Binary Tree would like to welcome Joel Greenwell as our guest blogger. Joel is the owner of Pearbrook Management Consultancy
in the United Kingdom and is an expert information technology and services consultant. Joel, along with Pearbrook, provides personal consulting services, and will works to help customers discover new business opportunities, reduce costs, and improve efficiencies wherever possible.
Clients always want to maximise the efficiency of their infrastructure, and this is especially true with migration projects to a new Exchange environment.
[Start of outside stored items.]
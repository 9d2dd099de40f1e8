use std::sync::LazyLock;

use regex::Regex;

pub const LABEL_CLASS: &str = "pm-integration-feature__label";

static SCRIPT_RE: LazyLock<Regex> =
    LazyLock::new(|| Regex::new(r"(?is)<script[^>]*?>.*?</script>").unwrap());
static STYLE_RE: LazyLock<Regex> =
    LazyLock::new(|| Regex::new(r"(?is)<style[^>]*?>.*?</style>").unwrap());
static TAG_RE: LazyLock<Regex> = LazyLock::new(|| Regex::new(r"<[^>]*>").unwrap());
static LABEL_SPAN_RE: LazyLock<Regex> = LazyLock::new(|| {
    Regex::new(&format!(
        r#"(?s)<span[^>]*class="[^"]*{}[^"]*"[^>]*>(.*?)</span>"#,
        regex::escape(LABEL_CLASS)
    ))
    .unwrap()
});
static NON_ALNUM_RE: LazyLock<Regex> = LazyLock::new(|| Regex::new(r"[^a-z0-9]+").unwrap());

/// Remove script/style elements with their contents, then every remaining tag, then trim.
pub fn strip_tags(html: &str) -> String {
    let without_scripts = SCRIPT_RE.replace_all(html, "");
    let without_styles = STYLE_RE.replace_all(&without_scripts, "");
    TAG_RE.replace_all(&without_styles, "").trim().to_string()
}

/// Inner markup of the first label span in `html`.
pub fn find_label_span(html: &str) -> Option<&str> {
    LABEL_SPAN_RE
        .captures(html)
        .and_then(|caps| caps.get(1))
        .map(|m| m.as_str())
}

pub fn slugify(text: &str) -> String {
    let lower = text.to_lowercase();
    NON_ALNUM_RE
        .replace_all(&lower, "-")
        .trim_matches('-')
        .to_string()
}
use std::fmt;
use std::str::FromStr;

use serde::{Deserialize, Serialize};

/// Sentinel id of the synthetic category holding features found outside any group.
pub const UNCATEGORIZED_ID: &str = "__uncategorized__";
pub const UNCATEGORIZED_HEADING: &str = "Features";
pub const DEFAULT_GROUP_ICON: &str = "admin-plugins";

#[derive(Debug, Clone, Copy, PartialEq, Eq, Hash, Default, Serialize, Deserialize)]
#[serde(rename_all = "lowercase")]
pub enum Tier {
    #[default]
    Free,
    Pro,
    ProPlus,
}

impl Tier {
    pub const ALL: [Tier; 3] = [Tier::Free, Tier::Pro, Tier::ProPlus];

    pub fn as_str(&self) -> &'static str {
        match self {
            Tier::Free => "free",
            Tier::Pro => "pro",
            Tier::ProPlus => "proplus",
        }
    }
}

impl fmt::Display for Tier {
    fn fmt(&self, f: &mut fmt::Formatter<'_>) -> fmt::Result {
        f.write_str(self.as_str())
    }
}

#[derive(Debug, Clone, PartialEq, Eq)]
pub struct UnknownValue(pub String);

impl fmt::Display for UnknownValue {
    fn fmt(&self, f: &mut fmt::Formatter<'_>) -> fmt::Result {
        write!(f, "unknown value '{}'", self.0)
    }
}

impl std::error::Error for UnknownValue {}

impl FromStr for Tier {
    type Err = UnknownValue;

    fn from_str(s: &str) -> Result<Self, Self::Err> {
        match s {
            "free" => Ok(Tier::Free),
            "pro" => Ok(Tier::Pro),
            "proplus" => Ok(Tier::ProPlus),
            other => Err(UnknownValue(other.to_string())),
        }
    }
}

#[derive(Debug, Clone, Copy, PartialEq, Eq, Default, Serialize, Deserialize)]
#[serde(rename_all = "kebab-case")]
pub enum IconStyle {
    Chevron,
    #[default]
    PlusMinus,
}

impl FromStr for IconStyle {
    type Err = UnknownValue;

    fn from_str(s: &str) -> Result<Self, Self::Err> {
        match s {
            "chevron" => Ok(IconStyle::Chevron),
            "plus-minus" => Ok(IconStyle::PlusMinus),
            other => Err(UnknownValue(other.to_string())),
        }
    }
}

#[derive(Debug, Clone, Copy, PartialEq, Eq, Default, Serialize, Deserialize)]
#[serde(rename_all = "lowercase")]
pub enum HeadingTag {
    #[default]
    H2,
    H3,
}

impl FromStr for HeadingTag {
    type Err = UnknownValue;

    fn from_str(s: &str) -> Result<Self, Self::Err> {
        match s {
            "h2" => Ok(HeadingTag::H2),
            "h3" => Ok(HeadingTag::H3),
            other => Err(UnknownValue(other.to_string())),
        }
    }
}

#[derive(Debug, Clone, PartialEq, Default, Serialize, Deserialize)]
pub struct Feature {
    pub label: String,
    pub tier: Tier,
    pub has_description: bool,
    pub description: String,
    pub show_free_badge: bool,
    pub icon_style: IconStyle,
}

#[derive(Debug, Clone, PartialEq, Serialize, Deserialize)]
pub struct Category {
    pub id: String,
    pub heading: String,
    pub subheading: String,
    pub icon: String,
    pub icon_color: String,
    pub icon_bg_color: String,
    pub heading_tag: HeadingTag,
    pub show_feature_count: bool,
    pub feature_count: u64,
    pub features: Vec<Feature>,
}

impl Category {
    pub fn uncategorized() -> Self {
        Category {
            id: UNCATEGORIZED_ID.to_string(),
            heading: UNCATEGORIZED_HEADING.to_string(),
            subheading: String::new(),
            icon: DEFAULT_GROUP_ICON.to_string(),
            icon_color: String::new(),
            icon_bg_color: String::new(),
            heading_tag: HeadingTag::default(),
            show_feature_count: false,
            feature_count: 0,
            features: Vec::new(),
        }
    }

    pub fn is_uncategorized(&self) -> bool {
        self.id == UNCATEGORIZED_ID
    }
}

/// Per-tier feature counts. Serializes as `{"free": n, "pro": n, "proplus": n}`.
#[derive(Debug, Clone, Copy, PartialEq, Eq, Default, Serialize, Deserialize)]
pub struct TierCounts {
    pub free: usize,
    pub pro: usize,
    pub proplus: usize,
}

impl TierCounts {
    pub fn get(&self, tier: Tier) -> usize {
        match tier {
            Tier::Free => self.free,
            Tier::Pro => self.pro,
            Tier::ProPlus => self.proplus,
        }
    }

    pub fn increment(&mut self, tier: Tier) {
        match tier {
            Tier::Free => self.free += 1,
            Tier::Pro => self.pro += 1,
            Tier::ProPlus => self.proplus += 1,
        }
    }

    pub fn total(&self) -> usize {
        self.free + self.pro + self.proplus
    }
}

#[derive(Debug, Clone, PartialEq, Default, Serialize, Deserialize)]
pub struct ExtractionResult {
    pub categories: Vec<Category>,
    pub total_features: usize,
    pub features_by_tier: TierCounts,
}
One particular project that I recently worked on started with a Lotus Domino environment that had 8TB of mail data, and the challenge was to migrate all 3,500 users to an Exchange installation that had only 4TB of storage in total. Before I go any further, the client was also implementing an archive solution on Exchange, so this wasn’t going to be an
impossible exercise, but more of a clever execution of migration techniques and leveraging the capability of advanced features in the Binary Tree migration products
Knowing what Binary Tree’s software tools are capable of, I came up with the concept of SNAP and DELTA, a two-stage migration methodology that staged a partial migration of data to the new Exchange platform, and then at a later date allowed for the final cutover of the users and their remaining data. The SNAP stage of data migration focused specifically on migrating email content delivered to a users’ mailboxes up to 6 months prior to being switched over to Exchange and Outlook.
The DELTA stage of migration covered all the remaining mail, calendaring, and contact data and was performed when users were actually being switched between email environments.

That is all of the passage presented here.